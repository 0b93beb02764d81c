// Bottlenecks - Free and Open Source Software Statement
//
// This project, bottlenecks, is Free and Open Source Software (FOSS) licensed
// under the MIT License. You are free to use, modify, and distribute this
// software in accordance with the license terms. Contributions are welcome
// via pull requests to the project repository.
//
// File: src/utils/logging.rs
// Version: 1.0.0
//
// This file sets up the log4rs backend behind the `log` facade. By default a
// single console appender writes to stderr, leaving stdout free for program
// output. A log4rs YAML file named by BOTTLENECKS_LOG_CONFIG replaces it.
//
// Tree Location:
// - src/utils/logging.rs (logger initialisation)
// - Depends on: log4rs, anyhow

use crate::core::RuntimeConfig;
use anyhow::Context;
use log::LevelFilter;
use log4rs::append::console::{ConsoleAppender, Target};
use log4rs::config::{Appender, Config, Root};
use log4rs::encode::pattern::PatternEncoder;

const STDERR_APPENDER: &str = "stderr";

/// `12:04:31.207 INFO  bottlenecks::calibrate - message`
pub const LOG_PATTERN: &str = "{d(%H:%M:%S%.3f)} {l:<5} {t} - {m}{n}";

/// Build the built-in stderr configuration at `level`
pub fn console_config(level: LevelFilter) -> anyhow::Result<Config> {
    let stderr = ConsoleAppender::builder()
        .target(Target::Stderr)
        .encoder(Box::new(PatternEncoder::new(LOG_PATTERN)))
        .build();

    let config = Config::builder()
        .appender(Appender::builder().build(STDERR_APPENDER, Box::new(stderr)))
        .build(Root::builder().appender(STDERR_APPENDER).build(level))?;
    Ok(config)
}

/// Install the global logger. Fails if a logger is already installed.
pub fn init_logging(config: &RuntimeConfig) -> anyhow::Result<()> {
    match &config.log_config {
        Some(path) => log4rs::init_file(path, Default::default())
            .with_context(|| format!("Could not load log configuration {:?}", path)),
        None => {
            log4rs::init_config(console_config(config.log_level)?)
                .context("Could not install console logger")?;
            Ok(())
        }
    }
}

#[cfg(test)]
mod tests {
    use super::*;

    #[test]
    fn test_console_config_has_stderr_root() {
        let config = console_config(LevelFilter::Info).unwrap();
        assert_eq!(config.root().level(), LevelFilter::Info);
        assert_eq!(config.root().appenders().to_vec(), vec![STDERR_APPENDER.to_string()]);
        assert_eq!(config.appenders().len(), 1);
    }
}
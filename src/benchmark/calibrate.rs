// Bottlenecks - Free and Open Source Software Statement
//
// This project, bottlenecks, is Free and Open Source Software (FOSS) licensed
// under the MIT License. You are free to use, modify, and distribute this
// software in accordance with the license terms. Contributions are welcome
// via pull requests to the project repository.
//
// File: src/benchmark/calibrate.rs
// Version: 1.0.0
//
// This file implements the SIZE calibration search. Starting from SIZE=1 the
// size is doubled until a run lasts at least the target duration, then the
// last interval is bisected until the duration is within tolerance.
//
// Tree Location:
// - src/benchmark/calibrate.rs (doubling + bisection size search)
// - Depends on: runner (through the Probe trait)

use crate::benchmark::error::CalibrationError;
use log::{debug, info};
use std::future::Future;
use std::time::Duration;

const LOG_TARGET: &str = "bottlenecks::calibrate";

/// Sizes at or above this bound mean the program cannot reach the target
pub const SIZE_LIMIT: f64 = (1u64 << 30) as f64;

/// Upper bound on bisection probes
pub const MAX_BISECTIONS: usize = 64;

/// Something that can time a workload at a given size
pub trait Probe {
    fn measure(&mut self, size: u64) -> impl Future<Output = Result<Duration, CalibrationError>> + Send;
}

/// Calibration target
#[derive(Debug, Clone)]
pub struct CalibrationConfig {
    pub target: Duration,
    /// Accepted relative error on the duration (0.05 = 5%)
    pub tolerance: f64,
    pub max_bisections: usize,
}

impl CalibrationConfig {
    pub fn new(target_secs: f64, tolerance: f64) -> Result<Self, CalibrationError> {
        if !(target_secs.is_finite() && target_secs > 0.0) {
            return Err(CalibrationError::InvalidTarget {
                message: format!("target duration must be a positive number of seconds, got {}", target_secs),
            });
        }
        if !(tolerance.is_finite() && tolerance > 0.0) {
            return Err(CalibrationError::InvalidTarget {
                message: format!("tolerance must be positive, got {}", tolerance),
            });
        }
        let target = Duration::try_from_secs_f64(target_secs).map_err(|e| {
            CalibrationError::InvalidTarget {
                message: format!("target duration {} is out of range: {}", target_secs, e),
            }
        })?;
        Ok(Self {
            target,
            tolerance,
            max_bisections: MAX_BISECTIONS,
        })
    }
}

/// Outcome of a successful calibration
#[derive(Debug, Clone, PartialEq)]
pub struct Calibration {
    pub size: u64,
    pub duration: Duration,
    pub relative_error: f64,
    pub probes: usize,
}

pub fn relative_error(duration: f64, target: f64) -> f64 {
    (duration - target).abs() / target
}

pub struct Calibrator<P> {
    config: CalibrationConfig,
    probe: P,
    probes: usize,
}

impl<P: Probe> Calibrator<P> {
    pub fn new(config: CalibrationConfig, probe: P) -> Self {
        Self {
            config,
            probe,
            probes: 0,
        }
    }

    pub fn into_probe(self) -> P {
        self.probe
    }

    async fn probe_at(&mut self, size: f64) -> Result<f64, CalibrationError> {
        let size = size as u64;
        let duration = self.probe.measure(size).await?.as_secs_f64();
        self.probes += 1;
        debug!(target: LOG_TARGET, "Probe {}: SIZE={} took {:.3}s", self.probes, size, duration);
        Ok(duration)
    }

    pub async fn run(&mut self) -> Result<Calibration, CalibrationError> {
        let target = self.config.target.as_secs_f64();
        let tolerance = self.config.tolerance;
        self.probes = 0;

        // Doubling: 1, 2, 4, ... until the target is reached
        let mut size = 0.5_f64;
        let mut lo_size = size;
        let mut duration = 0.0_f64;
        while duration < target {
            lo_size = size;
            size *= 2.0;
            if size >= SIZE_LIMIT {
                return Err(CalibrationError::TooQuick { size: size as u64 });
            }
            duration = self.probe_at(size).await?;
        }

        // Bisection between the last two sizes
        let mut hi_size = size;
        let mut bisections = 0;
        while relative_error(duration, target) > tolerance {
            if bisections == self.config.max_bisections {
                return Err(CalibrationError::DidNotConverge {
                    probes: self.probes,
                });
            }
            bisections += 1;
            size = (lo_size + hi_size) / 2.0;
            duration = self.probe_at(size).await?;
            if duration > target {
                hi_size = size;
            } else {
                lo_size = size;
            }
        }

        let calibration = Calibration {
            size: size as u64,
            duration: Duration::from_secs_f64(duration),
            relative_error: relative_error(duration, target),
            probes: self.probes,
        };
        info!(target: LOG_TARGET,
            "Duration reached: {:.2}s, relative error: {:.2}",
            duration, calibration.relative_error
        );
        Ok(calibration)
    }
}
────────
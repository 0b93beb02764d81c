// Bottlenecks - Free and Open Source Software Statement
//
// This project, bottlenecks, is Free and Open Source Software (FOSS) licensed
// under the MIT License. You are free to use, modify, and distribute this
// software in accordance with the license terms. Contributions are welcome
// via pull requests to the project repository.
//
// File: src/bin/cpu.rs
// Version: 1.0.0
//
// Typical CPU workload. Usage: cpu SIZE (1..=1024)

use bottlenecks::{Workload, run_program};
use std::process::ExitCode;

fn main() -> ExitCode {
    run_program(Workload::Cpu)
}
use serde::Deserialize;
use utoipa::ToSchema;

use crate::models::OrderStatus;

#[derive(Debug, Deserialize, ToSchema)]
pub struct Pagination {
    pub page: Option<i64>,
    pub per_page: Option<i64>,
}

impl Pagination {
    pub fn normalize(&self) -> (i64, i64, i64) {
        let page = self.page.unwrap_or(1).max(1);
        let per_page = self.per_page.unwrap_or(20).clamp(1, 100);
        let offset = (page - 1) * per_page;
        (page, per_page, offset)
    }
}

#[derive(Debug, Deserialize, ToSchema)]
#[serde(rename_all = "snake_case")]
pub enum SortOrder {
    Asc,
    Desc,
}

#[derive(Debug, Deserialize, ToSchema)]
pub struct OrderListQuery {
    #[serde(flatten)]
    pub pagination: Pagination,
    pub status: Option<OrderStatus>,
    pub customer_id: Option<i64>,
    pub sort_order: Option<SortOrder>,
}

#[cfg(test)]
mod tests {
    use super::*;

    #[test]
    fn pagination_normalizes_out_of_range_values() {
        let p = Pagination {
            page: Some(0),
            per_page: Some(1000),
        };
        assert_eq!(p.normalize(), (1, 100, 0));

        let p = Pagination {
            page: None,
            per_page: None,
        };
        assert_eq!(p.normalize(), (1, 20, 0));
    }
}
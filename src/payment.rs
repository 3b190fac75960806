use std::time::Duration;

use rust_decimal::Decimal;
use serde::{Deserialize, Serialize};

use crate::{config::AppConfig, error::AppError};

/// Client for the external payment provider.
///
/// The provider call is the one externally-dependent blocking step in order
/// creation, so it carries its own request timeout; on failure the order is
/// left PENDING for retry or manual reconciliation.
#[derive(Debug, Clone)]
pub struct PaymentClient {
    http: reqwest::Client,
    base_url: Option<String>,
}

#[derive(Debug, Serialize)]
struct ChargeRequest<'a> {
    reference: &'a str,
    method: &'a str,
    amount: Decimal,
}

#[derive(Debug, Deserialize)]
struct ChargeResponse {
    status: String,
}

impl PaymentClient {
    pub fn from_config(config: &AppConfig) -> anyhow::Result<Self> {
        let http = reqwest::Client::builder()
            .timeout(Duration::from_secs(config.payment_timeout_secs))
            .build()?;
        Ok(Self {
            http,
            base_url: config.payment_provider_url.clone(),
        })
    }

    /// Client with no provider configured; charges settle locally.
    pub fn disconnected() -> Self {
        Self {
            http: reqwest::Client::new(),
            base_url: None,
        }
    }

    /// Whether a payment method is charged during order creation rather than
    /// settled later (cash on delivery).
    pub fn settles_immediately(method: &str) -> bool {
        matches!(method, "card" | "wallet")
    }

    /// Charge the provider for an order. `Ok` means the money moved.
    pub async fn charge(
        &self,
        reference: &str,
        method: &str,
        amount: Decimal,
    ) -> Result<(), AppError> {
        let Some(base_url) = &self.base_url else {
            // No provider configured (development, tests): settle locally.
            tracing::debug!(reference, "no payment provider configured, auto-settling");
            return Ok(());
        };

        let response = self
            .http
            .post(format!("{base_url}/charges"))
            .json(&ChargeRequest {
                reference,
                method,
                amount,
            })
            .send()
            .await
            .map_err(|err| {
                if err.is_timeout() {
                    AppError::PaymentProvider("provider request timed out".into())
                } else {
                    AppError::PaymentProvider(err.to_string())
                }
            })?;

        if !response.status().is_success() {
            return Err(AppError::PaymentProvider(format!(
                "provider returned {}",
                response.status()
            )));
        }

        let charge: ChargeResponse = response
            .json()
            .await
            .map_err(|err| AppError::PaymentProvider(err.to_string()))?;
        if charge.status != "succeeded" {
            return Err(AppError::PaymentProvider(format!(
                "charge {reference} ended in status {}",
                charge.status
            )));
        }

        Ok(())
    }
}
────────
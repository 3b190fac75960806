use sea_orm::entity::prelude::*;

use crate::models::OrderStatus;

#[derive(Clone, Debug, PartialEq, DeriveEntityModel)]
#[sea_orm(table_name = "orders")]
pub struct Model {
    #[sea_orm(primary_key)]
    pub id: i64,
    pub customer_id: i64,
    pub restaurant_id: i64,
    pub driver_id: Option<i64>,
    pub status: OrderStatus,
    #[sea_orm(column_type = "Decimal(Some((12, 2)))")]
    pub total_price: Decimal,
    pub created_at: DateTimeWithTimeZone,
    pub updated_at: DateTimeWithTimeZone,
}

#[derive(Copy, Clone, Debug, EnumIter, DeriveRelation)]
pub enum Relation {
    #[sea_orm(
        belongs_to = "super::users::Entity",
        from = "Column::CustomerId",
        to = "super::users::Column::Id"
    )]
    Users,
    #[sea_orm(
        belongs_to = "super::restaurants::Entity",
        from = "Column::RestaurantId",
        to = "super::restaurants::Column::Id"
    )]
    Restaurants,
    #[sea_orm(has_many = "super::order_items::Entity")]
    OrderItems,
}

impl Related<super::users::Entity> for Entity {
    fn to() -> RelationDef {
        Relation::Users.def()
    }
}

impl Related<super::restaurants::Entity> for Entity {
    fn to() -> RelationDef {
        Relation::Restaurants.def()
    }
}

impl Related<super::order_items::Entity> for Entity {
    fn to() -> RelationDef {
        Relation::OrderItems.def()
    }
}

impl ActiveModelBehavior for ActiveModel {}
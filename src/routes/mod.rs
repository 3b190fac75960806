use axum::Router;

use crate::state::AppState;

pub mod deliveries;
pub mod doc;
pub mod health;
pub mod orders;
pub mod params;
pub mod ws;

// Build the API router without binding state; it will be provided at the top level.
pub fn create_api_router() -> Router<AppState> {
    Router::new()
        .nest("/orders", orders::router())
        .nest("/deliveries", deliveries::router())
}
────────
[WORK INSTRUCTIONS]: In the entries above, find each line that includes the string "ChargeResponse" and copy it.

[EXPECTED OUTPUT]:
struct ChargeResponse {
        let charge: ChargeResponse = response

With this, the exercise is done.